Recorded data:
__________________________________________________

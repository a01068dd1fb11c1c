//! Launcher error taxonomy.
//!
//! Whether an error is fatal depends on where it surfaces: everything is
//! fatal on the bootstrap and session paths, while the background freshness
//! check catches all of these at its boundary and reports them
//! informationally.

use std::path::PathBuf;

use thiserror::Error;

use crate::version::Version;

#[derive(Debug, Error)]
pub enum LauncherError {
    /// A version string was not exactly three non-negative integers.
    #[error("malformed version string '{0}'")]
    VersionParse(String),

    /// No installed build matches the supported major version.
    #[error("no usable build with major version {major} in {}", .dir.display())]
    NoUsableBuild { major: u32, dir: PathBuf },

    /// Release lookup or download failed.
    #[error("network error: {0}")]
    Network(String),

    /// The latest remote release targets a different major version line.
    #[error("latest release v{remote} targets major version {}, this launcher supports major {supported}", .remote.major)]
    IncompatibleMajor { remote: Version, supported: u32 },

    /// The child exited with a nonzero code (or was killed by a signal,
    /// in which case there is no code to report).
    #[error("{app} exited abnormally ({})", exit_desc(.code))]
    ChildAbnormalExit { app: &'static str, code: Option<i32> },

    /// The child's final stdout line was not five whitespace-separated
    /// integers.
    #[error("malformed geometry report '{0}'")]
    MalformedReport(String),

    /// The child exited cleanly but never printed a geometry report.
    #[error("{0} exited without reporting its window geometry")]
    MissingReport(&'static str),

    #[error(transparent)]
    Io(#[from] std::io::Error),
}

fn exit_desc(code: &Option<i32>) -> String {
    match code {
        Some(code) => format!("code {code}"),
        None => "killed by signal".to_string(),
    }
}

#[cfg(test)]
mod tests {
    use super::*;

    #[test]
    fn test_abnormal_exit_messages() {
        let with_code = LauncherError::ChildAbnormalExit {
            app: "PolyDraw",
            code: Some(3),
        };
        assert_eq!(with_code.to_string(), "PolyDraw exited abnormally (code 3)");

        let signalled = LauncherError::ChildAbnormalExit {
            app: "PolyDraw",
            code: None,
        };
        assert_eq!(
            signalled.to_string(),
            "PolyDraw exited abnormally (killed by signal)"
        );
    }

    #[test]
    fn test_incompatible_major_message_names_both_majors() {
        let err = LauncherError::IncompatibleMajor {
            remote: Version::new(3, 0, 0),
            supported: 2,
        };
        let message = err.to_string();
        assert!(message.contains("3.0.0"));
        assert!(message.contains("major 2"));
    }
}

//! Shared types for bootlog
//!
//! This crate contains the value types passed between the buffer, the module
//! index and the flusher, plus the two line formats written to the sink.

use chrono::{DateTime, SecondsFormat, Utc};
use std::collections::BTreeSet;

/// Maximum byte length of a module name
pub const MAX_MODULE_NAME_LEN: usize = 256;

/// Maximum byte length of a message
pub const MAX_CONTENT_LEN: usize = 512;

/// Timestamp layout used in log lines
pub const LINE_TIMESTAMP_FORMAT: &str = "%Y-%m-%d %H:%M:%S";

// ============================================================================
// Log Types
// ============================================================================

/// A single buffered log entry
#[derive(Clone, Debug, PartialEq, Eq)]
pub struct LogEntry {
    /// Wall-clock time of recording
    pub timestamp: DateTime<Utc>,

    /// Owning module name
    pub module: String,

    /// Whole seconds since the module's first entry
    pub seconds_from_first: u64,

    /// Rendered message text
    pub content: String,
}

impl LogEntry {
    /// Create a new entry, truncating the module name and content to their bounds
    pub fn new(
        timestamp: DateTime<Utc>,
        module: &str,
        seconds_from_first: u64,
        content: &str,
    ) -> Self {
        Self {
            timestamp,
            module: truncate(module, MAX_MODULE_NAME_LEN).to_string(),
            seconds_from_first,
            content: truncate(content, MAX_CONTENT_LEN).to_string(),
        }
    }

    /// Format as `[<timestamp>][<module>][<seconds_from_first>]<content>`
    pub fn to_line(&self) -> String {
        format!(
            "[{}][{}][{}]{}",
            self.timestamp.format(LINE_TIMESTAMP_FORMAT),
            self.module,
            self.seconds_from_first,
            self.content
        )
    }
}

// ============================================================================
// Module Types
// ============================================================================

/// Timing and dependency metadata for one module
#[derive(Clone, Debug, PartialEq, Eq)]
pub struct ModuleRecord {
    pub name: String,
    pub first_seen: DateTime<Utc>,
    pub last_seen: DateTime<Utc>,
    /// Declared dependencies; only ever grows
    pub dependencies: BTreeSet<String>,
}

impl ModuleRecord {
    /// Create a record for a module seen for the first time at `at`
    pub fn new(name: String, at: DateTime<Utc>) -> Self {
        Self {
            name,
            first_seen: at,
            last_seen: at,
            dependencies: BTreeSet::new(),
        }
    }

    /// Elapsed time between first and last activity, in fractional seconds
    pub fn elapsed_seconds(&self) -> f64 {
        let elapsed = self.last_seen - self.first_seen;
        elapsed.num_milliseconds().max(0) as f64 / 1000.0
    }

    /// Dependency names joined by commas
    pub fn dependency_list(&self) -> String {
        self.dependencies
            .iter()
            .map(String::as_str)
            .collect::<Vec<_>>()
            .join(",")
    }

    /// Format as `[<name>][<first>][<last>][<elapsed>]<deps>`
    pub fn to_report_line(&self) -> String {
        format!(
            "[{}][{}][{}][{:.2}]{}",
            self.name,
            self.first_seen.to_rfc3339_opts(SecondsFormat::Secs, true),
            self.last_seen.to_rfc3339_opts(SecondsFormat::Secs, true),
            self.elapsed_seconds(),
            self.dependency_list()
        )
    }
}

// ============================================================================
// Helpers
// ============================================================================

/// Truncate `s` to at most `max` bytes without splitting a UTF-8 character
pub fn truncate(s: &str, max: usize) -> &str {
    if s.len() <= max {
        return s;
    }
    let mut idx = max;
    // Walk backwards to find a valid char boundary
    while idx > 0 && !s.is_char_boundary(idx) {
        idx -= 1;
    }
    &s[..idx]
}

/// Split a comma-separated dependency string into individual names
///
/// Surrounding whitespace is trimmed and empty pieces are skipped.
pub fn split_dependencies(raw: &str) -> impl Iterator<Item = &str> {
    raw.split(',').map(str::trim).filter(|name| !name.is_empty())
}
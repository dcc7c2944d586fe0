use std::collections::HashMap;

use chrono::{DateTime, Utc};

use bootlog_types::{MAX_MODULE_NAME_LEN, ModuleRecord, split_dependencies, truncate};

/// Per-module timing and dependency records in first-seen order
///
/// Not synchronized on its own; the aggregator keeps it behind a mutex so
/// that touching the index and pushing the entry form one critical section.
#[derive(Debug, Default)]
pub struct ModuleIndex {
    /// Records in insertion order
    records: Vec<ModuleRecord>,

    /// Module name to position in `records`
    positions: HashMap<String, usize>,
}

impl ModuleIndex {
    pub fn new() -> Self {
        Self::default()
    }

    /// Look up or create the record for `module` and mark it active at `at`
    ///
    /// Returns whole seconds since the module's first sighting, clamped to
    /// zero if the clock went backwards.
    pub fn touch<S: AsRef<str>>(
        &mut self,
        module: &str,
        dependencies: &[S],
        at: DateTime<Utc>,
    ) -> u64 {
        let module = truncate(module, MAX_MODULE_NAME_LEN);

        let record = match self.positions.get(module) {
            Some(&pos) => &mut self.records[pos],
            None => {
                self.positions.insert(module.to_string(), self.records.len());
                self.records.push(ModuleRecord::new(module.to_string(), at));
                let last = self.records.len() - 1;
                &mut self.records[last]
            }
        };

        if at > record.last_seen {
            record.last_seen = at;
        }

        for raw in dependencies {
            for name in split_dependencies(raw.as_ref()) {
                if !record.dependencies.contains(name) {
                    record.dependencies.insert(name.to_string());
                }
            }
        }

        (at - record.first_seen).num_seconds().max(0) as u64
    }

    /// Consistent copy of all records, first-seen module first
    pub fn snapshot(&self) -> Vec<ModuleRecord> {
        self.records.clone()
    }

    pub fn get(&self, module: &str) -> Option<&ModuleRecord> {
        self.positions.get(module).map(|&pos| &self.records[pos])
    }

    /// Number of distinct modules seen
    pub fn len(&self) -> usize {
        self.records.len()
    }

    pub fn is_empty(&self) -> bool {
        self.records.is_empty()
    }
}
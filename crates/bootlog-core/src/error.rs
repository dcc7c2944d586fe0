use std::io;

use thiserror::Error;

/// Errors surfaced by the aggregator
///
/// Buffer overflow is deliberately absent: a full buffer evicts its oldest
/// entry and bumps a counter instead of failing the producer.
#[derive(Debug, Error)]
pub enum AggregatorError {
    /// The aggregator was shut down
    #[error("aggregator is closed")]
    Closed,

    /// The sink could not be opened or written; entries stay buffered
    #[error("sink unavailable: {0}")]
    SinkUnavailable(#[source] io::Error),

    /// Configuration values are out of range
    #[error("invalid configuration: {0}")]
    InvalidConfig(String),

    /// The flusher task or one of its blocking writes panicked
    #[error("flusher task failed: {0}")]
    TaskFailed(#[from] tokio::task::JoinError),

    /// Config file could not be parsed
    #[error("failed to parse config: {0}")]
    Config(#[from] toml::de::Error),

    /// Config file could not be read
    #[error("failed to read config: {0}")]
    Io(#[from] io::Error),
}

pub type Result<T> = std::result::Result<T, AggregatorError>;
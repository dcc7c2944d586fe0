use std::fs::{File, OpenOptions};
use std::io::{self, BufWriter, Write};
use std::path::{Path, PathBuf};
use std::sync::Arc;

use parking_lot::Mutex;

/// Durable destination for flushed lines
///
/// Owned by the flusher task; producers never touch it.
pub trait Sink: Send + 'static {
    /// Append lines in order, each followed by a newline
    fn append(&mut self, lines: &[String]) -> io::Result<()>;

    /// Make everything appended so far durable
    fn flush(&mut self) -> io::Result<()>;
}

/// Append-only file sink
///
/// The file is opened lazily. Any failure drops the handle so the next
/// attempt reopens it.
pub struct FileSink {
    path: PathBuf,
    writer: Option<BufWriter<File>>,
}

impl FileSink {
    pub fn new(path: impl Into<PathBuf>) -> Self {
        Self {
            path: path.into(),
            writer: None,
        }
    }

    pub fn path(&self) -> &Path {
        &self.path
    }

    fn writer(&mut self) -> io::Result<&mut BufWriter<File>> {
        if self.writer.is_none() {
            let file = OpenOptions::new()
                .create(true)
                .append(true)
                .open(&self.path)?;
            self.writer = Some(BufWriter::new(file));
        }
        // Just populated above
        self.writer
            .as_mut()
            .ok_or_else(|| io::Error::other("sink file not open"))
    }
}

impl Sink for FileSink {
    fn append(&mut self, lines: &[String]) -> io::Result<()> {
        let result = self.writer().and_then(|writer| {
            for line in lines {
                writer.write_all(line.as_bytes())?;
                writer.write_all(b"\n")?;
            }
            Ok(())
        });
        if result.is_err() {
            self.writer = None;
        }
        result
    }

    fn flush(&mut self) -> io::Result<()> {
        let Some(writer) = self.writer.as_mut() else {
            return Ok(());
        };
        let result = writer.flush();
        if result.is_err() {
            self.writer = None;
        }
        result
    }
}

/// In-memory sink sharing its lines with every clone
#[derive(Clone, Default)]
pub struct MemorySink {
    lines: Arc<Mutex<Vec<String>>>,
}

impl MemorySink {
    pub fn new() -> Self {
        Self::default()
    }

    /// Lines appended so far
    pub fn lines(&self) -> Vec<String> {
        self.lines.lock().clone()
    }

    pub fn len(&self) -> usize {
        self.lines.lock().len()
    }

    pub fn is_empty(&self) -> bool {
        self.lines.lock().is_empty()
    }
}

impl Sink for MemorySink {
    fn append(&mut self, lines: &[String]) -> io::Result<()> {
        self.lines.lock().extend(lines.iter().cloned());
        Ok(())
    }

    fn flush(&mut self) -> io::Result<()> {
        Ok(())
    }
}
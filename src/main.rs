use std::path::PathBuf;
use std::time::Duration;

use anyhow::{Context, Result};
use clap::Parser;
use tokio::io::{AsyncBufRead, AsyncBufReadExt, BufReader};
use tracing::warn;

use bootlog_core::{Aggregator, AggregatorConfig, FileSink, Sink};

/// Bootlog - collect module-tagged log lines from stdin and flush them to a file
///
/// Each input line is `module|dep1,dep2|message` or `module|message`.
#[derive(Parser, Debug)]
#[command(name = "bootlog")]
#[command(author, version, about, long_about = None)]
struct Args {
    /// TOML config file
    #[arg(long, value_name = "FILE")]
    config: Option<PathBuf>,

    /// Buffer size for log entries
    #[arg(long)]
    capacity: Option<usize>,

    /// Buffered entries that trigger a flush
    #[arg(long)]
    threshold: Option<usize>,

    /// Timer-driven flush interval in milliseconds
    #[arg(long)]
    interval_ms: Option<u64>,

    /// File the log lines are appended to
    #[arg(long, value_name = "PATH")]
    sink: Option<PathBuf>,

    /// File the module report is appended to (defaults to the sink)
    #[arg(long, value_name = "PATH")]
    report: Option<PathBuf>,

    /// Skip writing the module report
    #[arg(long)]
    no_report: bool,
}

/// One parsed input line
#[derive(Debug, PartialEq, Eq)]
struct InputRecord<'a> {
    module: &'a str,
    dependencies: Option<&'a str>,
    message: &'a str,
}

/// Split `module|deps|message` or `module|message`
fn parse_line(line: &str) -> Option<InputRecord<'_>> {
    let mut parts = line.splitn(3, '|');
    let module = parts.next()?.trim();
    let second = parts.next()?;
    if module.is_empty() {
        return None;
    }

    Some(match parts.next() {
        Some(message) => InputRecord {
            module,
            dependencies: Some(second),
            message,
        },
        None => InputRecord {
            module,
            dependencies: None,
            message: second,
        },
    })
}

/// Decode one raw input line, replacing invalid UTF-8 and dropping the line ending
fn decode_line(raw: &[u8]) -> String {
    let raw = raw.strip_suffix(b"\n").unwrap_or(raw);
    let raw = raw.strip_suffix(b"\r").unwrap_or(raw);
    String::from_utf8_lossy(raw).into_owned()
}

/// Record every well-formed line of `input`, returning how many were skipped
async fn ingest<R: AsyncBufRead + Unpin>(aggregator: &Aggregator, mut input: R) -> Result<usize> {
    let mut raw = Vec::new();
    let mut skipped = 0usize;
    loop {
        raw.clear();
        if input.read_until(b'\n', &mut raw).await? == 0 {
            break;
        }

        let line = decode_line(&raw);
        let Some(record) = parse_line(&line) else {
            if !line.trim().is_empty() {
                skipped += 1;
            }
            continue;
        };
        let dependencies: Vec<&str> = record.dependencies.into_iter().collect();
        aggregator.record(record.module, &dependencies, record.message)?;
    }
    Ok(skipped)
}

/// Ingest `input`, then shut down whether or not reading succeeded
async fn collect<R: AsyncBufRead + Unpin>(aggregator: &Aggregator, input: R) -> Result<usize> {
    let ingested = ingest(aggregator, input).await;
    if let Err(e) = aggregator.shutdown().await {
        warn!(error = %e, "final flush failed");
    }
    ingested.context("Failed to ingest input")
}

fn build_config(args: &Args) -> Result<AggregatorConfig> {
    let mut config = match &args.config {
        Some(path) => AggregatorConfig::load(path)
            .with_context(|| format!("Failed to load config from {}", path.display()))?,
        None => AggregatorConfig::default(),
    };

    if let Some(capacity) = args.capacity {
        config = config.with_capacity(capacity);
    }
    if let Some(threshold) = args.threshold {
        config = config.with_flush_threshold(threshold);
    }
    if let Some(interval_ms) = args.interval_ms {
        config = config.with_flush_interval(Duration::from_millis(interval_ms));
    }
    if let Some(sink) = &args.sink {
        config = config.with_sink_path(sink);
    }
    Ok(config)
}

#[tokio::main]
async fn main() -> Result<()> {
    let args = Args::parse();

    // Initialize tracing for debugging
    tracing_subscriber::fmt()
        .with_env_filter(
            tracing_subscriber::EnvFilter::from_default_env()
                .add_directive(tracing::Level::WARN.into()),
        )
        .with_writer(std::io::stderr)
        .init();

    let result = run_app(args).await;

    if let Err(e) = &result {
        eprintln!("Error: {:#}", e);
    }

    result
}

async fn run_app(args: Args) -> Result<()> {
    let config = build_config(&args)?;
    let sink_path = config.sink_path.clone();
    let aggregator = Aggregator::open(config)?;

    let skipped = collect(&aggregator, BufReader::new(tokio::io::stdin())).await?;

    if !args.no_report {
        let report_path = args.report.clone().unwrap_or(sink_path);
        let mut report_sink = FileSink::new(&report_path);
        report_sink
            .append(&aggregator.report())
            .and_then(|()| report_sink.flush())
            .with_context(|| format!("Failed to write report to {}", report_path.display()))?;
    }

    let stats = aggregator.stats();
    eprintln!(
        "recorded {} entries from {} modules: {} flushed, {} evicted, {} pending, {} malformed lines skipped",
        stats.recorded, stats.modules, stats.flushed, stats.evicted, stats.pending, skipped
    );

    Ok(())
}
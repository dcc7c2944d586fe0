use std::path::{Path, PathBuf};
use std::time::Duration;

use serde::Deserialize;

use crate::error::{AggregatorError, Result};

/// Default number of buffered entries
pub const DEFAULT_CAPACITY: usize = 500;

/// Default timer-driven flush interval
pub const DEFAULT_FLUSH_INTERVAL_MS: u64 = 1000;

/// Default sink destination
pub const DEFAULT_SINK_PATH: &str = "./boot.log";

/// Aggregator settings, loadable from TOML
///
/// ```toml
/// capacity = 500
/// flush_threshold = 250
/// flush_interval_ms = 1000
/// sink_path = "./boot.log"
/// ```
#[derive(Clone, Debug, Deserialize, PartialEq)]
#[serde(default)]
pub struct AggregatorConfig {
    /// Buffer capacity
    pub capacity: usize,

    /// Occupancy that wakes the flusher (defaults to half the capacity)
    pub flush_threshold: Option<usize>,

    /// Timer-driven flush interval in milliseconds
    pub flush_interval_ms: u64,

    /// File the default sink appends to
    pub sink_path: PathBuf,
}

impl Default for AggregatorConfig {
    fn default() -> Self {
        Self {
            capacity: DEFAULT_CAPACITY,
            flush_threshold: None,
            flush_interval_ms: DEFAULT_FLUSH_INTERVAL_MS,
            sink_path: PathBuf::from(DEFAULT_SINK_PATH),
        }
    }
}

impl AggregatorConfig {
    /// Parse a config from TOML text
    pub fn from_toml_str(s: &str) -> Result<Self> {
        Ok(toml::from_str(s)?)
    }

    /// Load a config file
    pub fn load(path: impl AsRef<Path>) -> Result<Self> {
        let content = std::fs::read_to_string(path)?;
        Self::from_toml_str(&content)
    }

    pub fn with_capacity(mut self, capacity: usize) -> Self {
        self.capacity = capacity;
        self
    }

    pub fn with_flush_threshold(mut self, threshold: usize) -> Self {
        self.flush_threshold = Some(threshold);
        self
    }

    pub fn with_flush_interval(mut self, interval: Duration) -> Self {
        self.flush_interval_ms = interval.as_millis() as u64;
        self
    }

    pub fn with_sink_path(mut self, path: impl Into<PathBuf>) -> Self {
        self.sink_path = path.into();
        self
    }

    /// Effective flush threshold
    pub fn flush_threshold(&self) -> usize {
        self.flush_threshold.unwrap_or_else(|| (self.capacity / 2).max(1))
    }

    /// Effective flush interval
    pub fn flush_interval(&self) -> Duration {
        Duration::from_millis(self.flush_interval_ms)
    }

    /// Reject values the buffer and timer cannot work with
    pub fn validate(&self) -> Result<()> {
        if self.capacity == 0 {
            return Err(AggregatorError::InvalidConfig(
                "capacity must be greater than zero".to_string(),
            ));
        }
        let threshold = self.flush_threshold();
        if threshold == 0 || threshold > self.capacity {
            return Err(AggregatorError::InvalidConfig(format!(
                "flush threshold {} must be between 1 and capacity {}",
                threshold, self.capacity
            )));
        }
        if self.flush_interval_ms == 0 {
            return Err(AggregatorError::InvalidConfig(
                "flush interval must be greater than zero".to_string(),
            ));
        }
        Ok(())
    }
}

__________________________________________________

§ **BRIEF**
Select every line above that contains the word "only", and copy it.

§ **REPLY TO THE TASK**
    /// Declared dependencies; only ever grows
/// Append-only file sink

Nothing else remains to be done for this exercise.